* [Given information]:
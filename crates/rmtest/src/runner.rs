//! Build the test module and run its suite inside a disposable server.

use anyhow::{anyhow, bail, Context, Result};
use disposable_redis::{DisposableRedis, HarnessSettings, InstanceConfig, ModuleBuild};
use std::path::PathBuf;
use tracing::info;

/// What to build and which tests to run.
#[derive(Debug, Clone)]
pub struct SuiteOptions {
    pub source: PathBuf,
    pub module: PathBuf,
    pub filter: String,
    pub compile: bool,
    pub build_inputs: Vec<String>,
}

/// Run the suite with overrides taken from the environment.
pub fn run_suite(options: &SuiteOptions) -> Result<()> {
    run_suite_with(options, HarnessSettings::from_env())
}

/// Run the suite with explicit harness overrides.
pub fn run_suite_with(options: &SuiteOptions, settings: HarnessSettings) -> Result<()> {
    if options.compile {
        ModuleBuild::new(&options.source, &options.module)
            .with_extra_inputs(options.build_inputs.clone())
            .run()?;
    }

    let config = InstanceConfig::new().with_arg("loadmodule", options.module.as_path());
    let mut server = DisposableRedis::with_settings(config, settings);

    info!("Running module tests matching {:?}", options.filter);
    let status = server
        .scoped(|client| -> Result<i64> {
            let reply = client.execute(["TM.RUNTESTS", options.filter.as_str()])?;
            reply
                .as_integer()
                .ok_or_else(|| anyhow!("unexpected TM.RUNTESTS reply: {:?}", reply))
        })
        .with_context(|| format!("running tests from {}", options.module.display()))?;

    if status != 0 {
        bail!("Tests failed! (status {})", status);
    }
    Ok(())
}

#[cfg(test)]
mod tests {
    use super::*;
    use disposable_redis::HarnessError;

    #[test]
    fn test_startup_failure_is_reported() {
        let dir = tempfile::TempDir::new().unwrap();
        let options = SuiteOptions {
            source: dir.path().join("testmodule.c"),
            module: dir.path().join("__testmodule.so"),
            filter: "*".to_string(),
            compile: false,
            build_inputs: Vec::new(),
        };
        let settings = HarnessSettings {
            server_path: Some(dir.path().join("missing-redis-server")),
            ..HarnessSettings::default()
        };

        let err = run_suite_with(&options, settings).unwrap_err();
        assert!(matches!(
            err.downcast_ref::<HarnessError>(),
            Some(HarnessError::StartupFailed { .. })
        ));
    }
}
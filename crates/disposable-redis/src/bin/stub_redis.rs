//! Stand-in server for exercising the harness without a real Redis build.
//!
//! Accepts redis-server style flags (`--port`, `--save`, `--dbfilename`, ...),
//! speaks RESP, and keeps string keys in memory. `SAVE` writes them to the
//! dump file as JSON; `DEBUG RELOAD` saves, clears and loads them back.
//!
//! Fault injection for harness tests:
//!   --crash-on-start <code>   exit with <code> before listening
//!   --fail-reload yes         answer DEBUG RELOAD with an error
//!   --fail-save yes           answer SAVE with an error, writing nothing
//!
//! Usage:
//!   stub-redis --port 7000 --save "" --dbfilename dump.7000.rdb

use disposable_redis::resp::{read_value, write_value, Value};
use serde::{Deserialize, Serialize};
use std::collections::{BTreeMap, HashMap};
use std::io::{BufReader, BufWriter, Write};
use std::net::{TcpListener, TcpStream};
use std::path::PathBuf;
use std::sync::{Arc, Mutex};

const DUMP_VERSION: u32 = 1;

#[derive(Debug, Serialize, Deserialize)]
struct DumpFile {
    version: u32,
    entries: BTreeMap<String, String>,
}

struct Store {
    entries: BTreeMap<String, String>,
    dump_path: PathBuf,
    fail_reload: bool,
    fail_save: bool,
}

impl Store {
    fn save(&self) -> Result<(), String> {
        let dump = DumpFile {
            version: DUMP_VERSION,
            entries: self.entries.clone(),
        };
        let bytes = serde_json::to_vec_pretty(&dump).map_err(|e| e.to_string())?;
        std::fs::write(&self.dump_path, bytes).map_err(|e| e.to_string())
    }

    fn load(&mut self) -> Result<(), String> {
        let bytes = std::fs::read(&self.dump_path).map_err(|e| e.to_string())?;
        let dump: DumpFile = serde_json::from_slice(&bytes).map_err(|e| e.to_string())?;
        if dump.version != DUMP_VERSION {
            return Err(format!("unsupported dump version {}", dump.version));
        }
        self.entries = dump.entries;
        Ok(())
    }
}

/// Split `--key v1 v2 --other` into a map of flag -> values.
fn parse_options<I>(args: I) -> HashMap<String, Vec<String>>
where
    I: IntoIterator<Item = String>,
{
    let mut options: HashMap<String, Vec<String>> = HashMap::new();
    let mut current: Option<String> = None;
    for arg in args {
        if let Some(key) = arg.strip_prefix("--") {
            options.entry(key.to_string()).or_default();
            current = Some(key.to_string());
        } else if let Some(key) = &current {
            options.entry(key.clone()).or_default().push(arg);
        }
    }
    options
}

fn first_value<'a>(options: &'a HashMap<String, Vec<String>>, key: &str) -> Option<&'a str> {
    options.get(key).and_then(|v| v.first()).map(String::as_str)
}

fn main() {
    let options = parse_options(std::env::args().skip(1));

    if let Some(code) = first_value(&options, "crash-on-start") {
        println!("# Crash requested at startup");
        std::process::exit(code.parse().unwrap_or(1));
    }

    let port: u16 = match first_value(&options, "port").unwrap_or("6379").parse() {
        Ok(port) => port,
        Err(e) => {
            eprintln!("# Invalid --port: {}", e);
            std::process::exit(1);
        }
    };
    let dump_path = PathBuf::from(first_value(&options, "dbfilename").unwrap_or("dump.rdb"));
    if let Some(modules) = options.get("loadmodule") {
        println!("# Module loading not supported, ignoring {:?}", modules);
    }

    let listener = match TcpListener::bind(("127.0.0.1", port)) {
        Ok(listener) => listener,
        Err(e) => {
            eprintln!("# Could not bind 127.0.0.1:{}: {}", port, e);
            std::process::exit(1);
        }
    };

    let store = Arc::new(Mutex::new(Store {
        entries: BTreeMap::new(),
        dump_path,
        fail_reload: first_value(&options, "fail-reload") == Some("yes"),
        fail_save: first_value(&options, "fail-save") == Some("yes"),
    }));

    println!("* Ready to accept connections on port {}", port);
    let _ = std::io::stdout().flush();

    for stream in listener.incoming() {
        match stream {
            Ok(stream) => {
                let store = Arc::clone(&store);
                std::thread::spawn(move || serve(stream, store));
            }
            Err(e) => eprintln!("# Accept failed: {}", e),
        }
    }
}

fn serve(stream: TcpStream, store: Arc<Mutex<Store>>) {
    let Ok(read_half) = stream.try_clone() else {
        return;
    };
    let mut reader = BufReader::new(read_half);
    let mut writer = BufWriter::new(stream);

    loop {
        let reply = match read_value(&mut reader) {
            Ok(Some(Value::Array(Some(items)))) => {
                let args: Vec<String> = items.iter().filter_map(Value::as_text).collect();
                if args.len() != items.len() || args.is_empty() {
                    Value::Error("ERR Protocol error: expected bulk strings".to_string())
                } else {
                    let mut store = store.lock().unwrap_or_else(|e| e.into_inner());
                    dispatch(&mut store, &args)
                }
            }
            Ok(Some(_)) => Value::Error("ERR Protocol error: expected array".to_string()),
            Ok(None) | Err(_) => return,
        };

        if write_value(&mut writer, &reply).is_err() || writer.flush().is_err() {
            return;
        }
    }
}

fn dispatch(store: &mut Store, args: &[String]) -> Value {
    let command = args[0].to_ascii_uppercase();
    let rest = &args[1..];

    match (command.as_str(), rest) {
        ("PING", []) => Value::Simple("PONG".to_string()),
        ("PING", [message]) | ("ECHO", [message]) => Value::bulk(message.as_bytes()),
        ("SET", [key, value]) => {
            store.entries.insert(key.clone(), value.clone());
            Value::ok()
        }
        ("GET", [key]) => match store.entries.get(key) {
            Some(value) => Value::bulk(value.as_bytes()),
            None => Value::Bulk(None),
        },
        ("DEL", keys) | ("EXISTS", keys) if !keys.is_empty() => {
            let mut count = 0;
            for key in keys {
                let hit = if command == "DEL" {
                    store.entries.remove(key).is_some()
                } else {
                    store.entries.contains_key(key)
                };
                if hit {
                    count += 1;
                }
            }
            Value::Integer(count)
        }
        ("DBSIZE", []) => Value::Integer(store.entries.len() as i64),
        ("FLUSHALL", []) => {
            store.entries.clear();
            Value::ok()
        }
        ("SAVE", []) if store.fail_save => {
            println!("# Refusing SAVE (--fail-save)");
            Value::Error("ERR Background save already in progress".to_string())
        }
        ("SAVE", []) => match store.save() {
            Ok(()) => {
                println!("* DB saved on disk");
                Value::ok()
            }
            Err(e) => Value::Error(format!("ERR {}", e)),
        },
        ("DEBUG", [sub]) if sub.eq_ignore_ascii_case("RELOAD") => {
            if store.fail_reload {
                println!("# Refusing DEBUG RELOAD (--fail-reload)");
                return Value::Error("ERR Error trying to load the RDB dump".to_string());
            }
            let reloaded = store.save().and_then(|()| {
                store.entries.clear();
                store.load()
            });
            match reloaded {
                Ok(()) => {
                    println!("* DB reloaded by DEBUG RELOAD");
                    Value::ok()
                }
                Err(e) => Value::Error(format!("ERR Error trying to load the RDB dump: {}", e)),
            }
        }
        _ => Value::Error(format!(
            "ERR unknown command or wrong number of arguments for '{}'",
            args[0]
        )),
    }
}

* [Aim of the exercise]: Show each line of the material that includes the string "struct" by copying it.

* [Answer space]:
pub struct SuiteOptions {
struct DumpFile {
struct Store {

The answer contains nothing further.